At one point in the morning’s drama, one of the yearlings takes a break to chew on a bison leg it found while the dance continues to the right of him. A bit later, after 1336 has moved off, 1276 commandeers that same bone and has a good chew.

There is much back and forth today. Several times we think the group is headed one direction only to see them stall out and begin moving in the opposite direction.

The handsome male sits uphill of the group for a while, watching, perhaps weighing his risks and 1340’s mood. I think if either the alpha male or 1048 had been nearby, 1336 would have exited the area far more quickly.

After a nice hour and a half of interesting wolf watching, the group moves behind some higher hills so I decide to go back to Slough.

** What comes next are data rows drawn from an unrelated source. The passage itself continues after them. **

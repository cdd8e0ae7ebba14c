// src/topology/model.rs

//! Serde models for the DAG topology file.
//!
//! The topology is described in TOML:
//!
//! ```toml
//! [vertex.mapper]
//! parallelism = 10
//! extra_inputs = ["input-files"]
//!
//! [vertex.reducer]
//! parallelism = 4
//! inputs = [{ source = "mapper", movement = "scatter_gather" }]
//! ```
//!
//! `RawDagFile` is what serde produces; `DagFile` is the validated form
//! obtained via `TryFrom` (see [`super::validate`]).

use std::collections::BTreeMap;

use serde::Deserialize;

use crate::types::{DataMovement, VertexName};

/// One input edge of a vertex, identified by the source vertex name.
#[derive(Debug, Clone, Deserialize)]
pub struct InputEdgeSpec {
    pub source: VertexName,
    pub movement: DataMovement,
}

/// Declared properties of a single vertex.
#[derive(Debug, Clone, Deserialize)]
pub struct VertexSpec {
    /// Declared (initial) number of tasks. Must be >= 1.
    pub parallelism: usize,

    /// Input edges, in declaration order.
    #[serde(default)]
    pub inputs: Vec<InputEdgeSpec>,

    /// Names of non-vertex data sources feeding this vertex.
    #[serde(default)]
    pub extra_inputs: Vec<String>,
}

/// Topology file as deserialized from TOML, before validation.
#[derive(Debug, Clone, Deserialize)]
pub struct RawDagFile {
    /// Vertices keyed by name. BTreeMap keeps iteration deterministic.
    #[serde(default)]
    pub vertex: BTreeMap<VertexName, VertexSpec>,
}

/// Validated topology file.
///
/// Construct via `DagFile::try_from(raw)`; `new_unchecked` is reserved for
/// the validation module.
#[derive(Debug, Clone)]
pub struct DagFile {
    vertex: BTreeMap<VertexName, VertexSpec>,
}

impl DagFile {
    pub(crate) fn new_unchecked(vertex: BTreeMap<VertexName, VertexSpec>) -> Self {
        Self { vertex }
    }

    pub fn vertices(&self) -> &BTreeMap<VertexName, VertexSpec> {
        &self.vertex
    }
}
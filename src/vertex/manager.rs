// src/vertex/manager.rs

use std::collections::BTreeMap;
use std::sync::Arc;

use tracing::{debug, info, warn};

use crate::engine::PluginNotice;
use crate::errors::{Result, VertexManagerError};
use crate::routing::{EventRouter, RoutingDescriptor};
use crate::topology::TopologySnapshot;
use crate::types::{DataMovement, VertexLocationHint, VertexName};
use crate::vertex::state::{VertexLifecycle, VertexState};
use crate::vertex::step::AdmissionStep;

/// Single authority for mutating vertex parallelism/routing and for
/// admitting ready-task notifications.
///
/// Holds the immutable topology snapshot plus one mutable [`VertexState`]
/// per vertex, indexed by name. Cross-vertex queries go through name-based
/// lookup; `vertex_num_tasks` is live (it reflects the queried vertex's own
/// committed reconfiguration) while a vertex's input edge properties are
/// answered from the snapshot.
#[derive(Debug)]
pub struct VertexManager {
    topology: Arc<TopologySnapshot>,
    vertices: BTreeMap<VertexName, VertexState>,
    canceled: bool,
}

impl VertexManager {
    pub fn new(topology: Arc<TopologySnapshot>) -> Self {
        let mut vertices = BTreeMap::new();
        for name in topology.vertex_names() {
            // vertex_names comes from the same snapshot; lookup cannot fail.
            if let Some(topo) = topology.vertex(name) {
                vertices.insert(name.to_string(), VertexState::from_topology(topo));
            }
        }

        Self {
            topology,
            vertices,
            canceled: false,
        }
    }

    pub fn topology(&self) -> &TopologySnapshot {
        &self.topology
    }

    pub fn is_canceled(&self) -> bool {
        self.canceled
    }

    /// Read-only view of a vertex's state.
    pub fn vertex(&self, name: &str) -> Result<&VertexState> {
        self.vertices
            .get(name)
            .ok_or_else(|| VertexManagerError::UnknownVertex(name.to_string()))
    }

    fn vertex_mut(&mut self, name: &str) -> Result<&mut VertexState> {
        self.vertices
            .get_mut(name)
            .ok_or_else(|| VertexManagerError::UnknownVertex(name.to_string()))
    }

    fn ensure_live(&self, name: &str) -> Result<()> {
        if self.canceled {
            return Err(VertexManagerError::VertexCanceled(name.to_string()));
        }
        Ok(())
    }

    /// Current task count of any vertex in the DAG (live, not snapshot).
    pub fn vertex_num_tasks(&self, name: &str) -> Result<usize> {
        Ok(self.vertex(name)?.parallelism)
    }

    /// Edge properties on the input edges of `vertex`, keyed by source
    /// vertex name. Answered from the submission-time snapshot.
    pub fn input_edge_properties(&self, vertex: &str) -> Result<BTreeMap<VertexName, DataMovement>> {
        let state = self.vertex(vertex)?;
        Ok(state
            .input_edges
            .iter()
            .map(|e| (e.source.clone(), e.movement))
            .collect())
    }

    /// Names of the non-vertex inputs of `vertex`. May be empty, never
    /// ambiguous about emptiness.
    pub fn vertex_input_names(&self, vertex: &str) -> Result<std::collections::BTreeSet<String>> {
        Ok(self.vertex(vertex)?.extra_inputs.clone())
    }

    /// Routing snapshot for a configured vertex.
    ///
    /// `Ok(None)` while the vertex has not reached `Configured`; events for
    /// it must not be routed yet.
    pub fn router(&self, vertex: &str) -> Result<Option<EventRouter>> {
        Ok(self.vertex(vertex)?.router())
    }

    /// Record that the policy plugin has been invoked for this vertex.
    pub fn mark_reconfiguring(&mut self, vertex: &str) -> Result<()> {
        self.ensure_live(vertex)?;
        let state = self.vertex_mut(vertex)?;
        if state.lifecycle == VertexLifecycle::Unconfigured {
            debug!(vertex = %state.name, "plugin invoked; vertex is now reconfiguring");
            state.lifecycle = VertexLifecycle::Reconfiguring;
        }
        Ok(())
    }

    /// Record that `on_vertex_started` has been delivered to the plugin.
    pub fn mark_plugin_started(&mut self, vertex: &str) -> Result<()> {
        self.vertex_mut(vertex)?.plugin_started = true;
        Ok(())
    }

    /// Buffer an event that arrived before the plugin was started.
    pub fn buffer_notice(&mut self, vertex: &str, notice: PluginNotice) -> Result<()> {
        self.ensure_live(vertex)?;
        let state = self.vertex_mut(vertex)?;
        state.buffered_notices.push_back(notice);
        Ok(())
    }

    /// Drain buffered events in arrival order for replay to the plugin.
    pub fn drain_notices(&mut self, vertex: &str) -> Result<Vec<PluginNotice>> {
        let state = self.vertex_mut(vertex)?;
        Ok(state.buffered_notices.drain(..).collect())
    }

    /// Commit a one-time parallelism change for `vertex`.
    ///
    /// Validates everything before mutating anything, so a rejected attempt
    /// leaves the vertex exactly as it was (still reconfigurable, default
    /// routing still derivable). On success the new descriptor map is built
    /// completely and assigned in a single replacement: edges listed in
    /// `descriptors` get the supplied descriptor, every other input edge
    /// gets the default derived from its data-movement pattern at the new
    /// count. Returns the admissions produced by flushing schedule requests
    /// that were buffered before configuration.
    pub fn set_parallelism(
        &mut self,
        vertex: &str,
        new_count: usize,
        descriptors: BTreeMap<VertexName, RoutingDescriptor>,
    ) -> Result<AdmissionStep> {
        self.ensure_live(vertex)?;
        let state = self.vertex_mut(vertex)?;

        if state.reconfigured || state.lifecycle.is_configured() {
            return Err(VertexManagerError::AlreadyReconfigured(state.name.clone()));
        }

        if new_count == 0 {
            return Err(VertexManagerError::InvalidParallelism {
                vertex: state.name.clone(),
                requested: new_count,
                reason: "parallelism must be >= 1".to_string(),
            });
        }

        if new_count > state.declared_parallelism {
            return Err(VertexManagerError::InvalidParallelism {
                vertex: state.name.clone(),
                requested: new_count,
                reason: format!(
                    "parallelism may only shrink or stay equal to the declared count {}",
                    state.declared_parallelism
                ),
            });
        }

        for (source, descriptor) in descriptors.iter() {
            if state.edge_from(source).is_none() {
                return Err(VertexManagerError::UnknownVertex(source.clone()));
            }
            if descriptor.dest_task_count() != new_count {
                return Err(VertexManagerError::InconsistentEdgeDescriptor {
                    vertex: state.name.clone(),
                    source_vertex: source.clone(),
                    descriptor_tasks: descriptor.dest_task_count(),
                    expected_tasks: new_count,
                });
            }
        }

        // All checks passed; apply the whole decision at once.
        let mut descriptors = descriptors;
        let mut routing: BTreeMap<VertexName, Arc<RoutingDescriptor>> = BTreeMap::new();
        for edge in state.input_edges.iter() {
            let descriptor = match descriptors.remove(&edge.source) {
                Some(d) => d,
                None => RoutingDescriptor::default_for(edge.movement, new_count),
            };
            routing.insert(edge.source.clone(), Arc::new(descriptor));
        }

        info!(
            vertex = %state.name,
            declared = state.declared_parallelism,
            parallelism = new_count,
            "committing one-time parallelism change"
        );

        state.parallelism = new_count;
        state.routing = routing;
        state.reconfigured = true;
        state.lifecycle = VertexLifecycle::Configured;

        self.flush_pending_schedule(vertex)
    }

    /// Freeze `vertex` at its declared parallelism with default routing.
    ///
    /// This is the decline path: the plugin finished deciding without
    /// changing parallelism. Does not set the reconfiguration latch; the
    /// `Configured` lifecycle alone makes later changes impossible.
    pub fn configure_with_defaults(&mut self, vertex: &str) -> Result<AdmissionStep> {
        self.ensure_live(vertex)?;
        let state = self.vertex_mut(vertex)?;

        if state.lifecycle.is_configured() {
            return Ok(AdmissionStep::default());
        }

        let count = state.parallelism;
        let mut routing = BTreeMap::new();
        for edge in state.input_edges.iter() {
            routing.insert(
                edge.source.clone(),
                Arc::new(RoutingDescriptor::default_for(edge.movement, count)),
            );
        }

        debug!(
            vertex = %state.name,
            parallelism = count,
            "configuring vertex with declared parallelism and default routing"
        );

        state.routing = routing;
        state.lifecycle = VertexLifecycle::Configured;

        self.flush_pending_schedule(vertex)
    }

    /// Add task indices to the ready set and report what changed.
    ///
    /// Before configuration the indices are buffered; they are validated
    /// against the final parallelism at commit/decline time. After
    /// configuration, out-of-range indices are dropped with a warning and
    /// in-range indices are admitted at most once.
    pub fn schedule_tasks(&mut self, vertex: &str, indices: &[usize]) -> Result<AdmissionStep> {
        self.ensure_live(vertex)?;
        let state = self.vertex_mut(vertex)?;

        if !state.lifecycle.is_configured() {
            let mut buffered = 0;
            for &idx in indices {
                if !state.pending_schedule.contains(&idx) {
                    state.pending_schedule.push(idx);
                    buffered += 1;
                }
            }
            debug!(
                vertex = %state.name,
                ?indices,
                "vertex not configured yet; buffering schedule request"
            );
            return Ok(AdmissionStep {
                admitted: Vec::new(),
                dropped: Vec::new(),
                buffered,
            });
        }

        Ok(Self::admit_into(state, indices))
    }

    /// Store an advisory placement hint, forwarded verbatim with admissions.
    pub fn set_location_hint(&mut self, vertex: &str, hint: VertexLocationHint) -> Result<()> {
        self.ensure_live(vertex)?;
        let state = self.vertex_mut(vertex)?;
        state.location_hint = Some(hint);
        Ok(())
    }

    /// Transition every not-yet-configured vertex to `Aborted` and discard
    /// buffered work. Any later mutating call answers `VertexCanceled`.
    pub fn cancel_dag(&mut self) {
        self.canceled = true;

        for state in self.vertices.values_mut() {
            state.pending_schedule.clear();
            state.buffered_notices.clear();

            if !state.lifecycle.is_configured() {
                warn!(vertex = %state.name, "DAG canceled; aborting unconfigured vertex");
                state.lifecycle = VertexLifecycle::Aborted;
            }
        }
    }

    /// Whether every vertex is configured with its full ready set admitted.
    pub fn fully_scheduled(&self) -> bool {
        self.vertices.values().all(|s| {
            s.lifecycle == VertexLifecycle::TasksScheduled && s.ready.len() == s.parallelism
        })
    }

    /// Validate and apply schedule requests buffered before configuration.
    fn flush_pending_schedule(&mut self, vertex: &str) -> Result<AdmissionStep> {
        let state = self.vertex_mut(vertex)?;
        if state.pending_schedule.is_empty() {
            return Ok(AdmissionStep::default());
        }

        let pending = std::mem::take(&mut state.pending_schedule);
        Ok(Self::admit_into(state, &pending))
    }

    fn admit_into(state: &mut VertexState, indices: &[usize]) -> AdmissionStep {
        let mut step = AdmissionStep::default();

        for &idx in indices {
            if idx >= state.parallelism {
                warn!(
                    vertex = %state.name,
                    task = idx,
                    parallelism = state.parallelism,
                    "dropping task index outside the vertex's task range"
                );
                step.dropped.push(idx);
                continue;
            }
            if state.ready.insert(idx) {
                step.admitted.push(idx);
            }
        }

        if !step.admitted.is_empty() && state.lifecycle == VertexLifecycle::Configured {
            state.lifecycle = VertexLifecycle::TasksScheduled;
        }

        step
    }
}
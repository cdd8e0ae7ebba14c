// src/topology/loader.rs

use std::fs;
use std::path::{Path, PathBuf};

use crate::errors::Result;
use crate::topology::model::{DagFile, RawDagFile};

/// Load a topology file from a given path and return the raw `RawDagFile`.
///
/// This only performs TOML deserialization; it does **not** perform semantic
/// validation (edge references, acyclicity). Use [`load_and_validate`] for
/// that.
pub fn load_from_path(path: impl AsRef<Path>) -> Result<RawDagFile> {
    let path = path.as_ref();
    let contents = fs::read_to_string(path)?;

    let raw: RawDagFile = toml::from_str(&contents)?;

    Ok(raw)
}

/// Load a topology file from path and run validation.
///
/// This is the recommended entry point for the rest of the crate:
///
/// - Reads TOML.
/// - Applies defaults (handled by `serde` + `Default` impls).
/// - Checks for:
///   - unknown or duplicated input sources,
///   - cycles among execution edges,
///   - zero parallelism.
pub fn load_and_validate(path: impl AsRef<Path>) -> Result<DagFile> {
    let raw = load_from_path(&path)?;
    let dag = DagFile::try_from(raw)?;
    Ok(dag)
}

/// Helper to resolve a default topology path.
pub fn default_dag_path() -> PathBuf {
    PathBuf::from("Dag.toml")
}
use std::future::Future;
use std::pin::Pin;
use std::sync::{Arc, Mutex};

use vertexman::errors::Result;
use vertexman::sched::{SchedulerBackend, TaskAdmission};

/// A fake scheduler backend that records every admission it receives.
///
/// Tests keep a clone of the shared `admissions` vector and assert on it
/// after the runtime exits.
pub struct FakeScheduler {
    admissions: Arc<Mutex<Vec<TaskAdmission>>>,
}

impl FakeScheduler {
    pub fn new(admissions: Arc<Mutex<Vec<TaskAdmission>>>) -> Self {
        Self { admissions }
    }
}

impl SchedulerBackend for FakeScheduler {
    fn admit_tasks(
        &mut self,
        admission: TaskAdmission,
    ) -> Pin<Box<dyn Future<Output = Result<()>> + Send + '_>> {
        let admissions = Arc::clone(&self.admissions);

        Box::pin(async move {
            let mut guard = admissions.lock().unwrap();
            guard.push(admission);
            Ok(())
        })
    }
}
// src/types.rs

use serde::Deserialize;
use std::str::FromStr;

/// Canonical vertex name type used throughout the crate.
pub type VertexName = String;

/// Data-movement pattern declared on an input edge.
///
/// This is the opaque "edge property" of the topology: it describes the
/// contract between the source and destination task sets and is the basis
/// for the default routing descriptor of the edge.
#[derive(Debug, Clone, Copy, PartialEq, Eq, Deserialize)]
#[serde(rename_all = "snake_case")]
pub enum DataMovement {
    /// Source task i feeds destination task i. Requires equal task counts.
    OneToOne,
    /// Every source task feeds every destination task.
    Broadcast,
    /// Every source task produces one partition per destination task.
    ScatterGather,
}

impl FromStr for DataMovement {
    type Err = String;

    fn from_str(s: &str) -> Result<Self, Self::Err> {
        match s.trim().to_lowercase().as_str() {
            "one_to_one" => Ok(DataMovement::OneToOne),
            "broadcast" => Ok(DataMovement::Broadcast),
            "scatter_gather" => Ok(DataMovement::ScatterGather),
            other => Err(format!(
                "invalid movement: {other} (expected \"one_to_one\", \"broadcast\" or \"scatter_gather\")"
            )),
        }
    }
}

/// Advisory placement preference for a single task.
#[derive(Debug, Clone, Default, PartialEq, Eq, Deserialize)]
pub struct TaskLocationHint {
    #[serde(default)]
    pub hosts: Vec<String>,
    #[serde(default)]
    pub racks: Vec<String>,
}

/// Advisory placement preferences for the tasks of a vertex.
///
/// Forwarded verbatim to the external task scheduler on every admission.
/// Has no effect on routing or parallelism.
#[derive(Debug, Clone, Default, PartialEq, Eq, Deserialize)]
pub struct VertexLocationHint {
    /// One hint per task index; may be shorter than the task count, in which
    /// case the remaining tasks have no preference.
    pub per_task: Vec<TaskLocationHint>,
}

impl VertexLocationHint {
    pub fn for_hosts(hosts: Vec<Vec<String>>) -> Self {
        Self {
            per_task: hosts
                .into_iter()
                .map(|hosts| TaskLocationHint {
                    hosts,
                    racks: Vec::new(),
                })
                .collect(),
        }
    }
}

Several more Junctions are here in the den area, perhaps oblivious to the action a mile away. The Alpha Male in in his usual spot at the base of 890’s tree. I see 1341F (gray) go towards the sage den. She disappears inside, followed a bit later by a black female. The Alpha male gets up and the fluffy gray pup (yearling) appears in that spot. The Alpha male heads towards the sage den. Now a previously unseen black yearling comes up from below and greets the Alpha male. After this he goes back to his bedding spot.

We go back to check on the romantic group, where lots of people remain, watching them.

I talk to Jeremy a bit and learn that both 1048 and 907 are somewhere to the south. 907 seems to have chosen a den below Divide Ridge that 1109 used in 2020. The den itself is not visible but the mound of dirt around it is, from the Crystal lot. It is somewhat out in the open but what strikes me is that it’s away from the Alpha Female, with whom 907 does not really get along. While I am getting familiar with the area, I see 907 herself, sitting in front of a group of trees.

Later we try an angle from Lamar Canyon West and see an uncollared black come down from above and greet 907F.

We go back once more to check on the wolves to the west and see my first pronghorn as I drive past Aspen. 1340 is resting in the short grass while one or two uncollared wolves are nosing around here and there. 1276 is also bedded in view. I don’t find 1336 nor 1229 so my hopes for her being with him remain high.

By noon, the day has warmed all the way to 40! It feels good! We head back east after a very full and satisfying day of wolf watching.

Today I saw: bison, sandhill cranes, elk, a pronghorn, 14 wolves including 13 Junctions (including Alpha Male, 907F, 1229F, 1276F, 1340M, 1341F, both gray yearlings, both cocoa yearlings, 2 year old uncollared black plus 2 more blacks) 1 Wapiti wolf (1336M) and the spirits of Allison and Richard.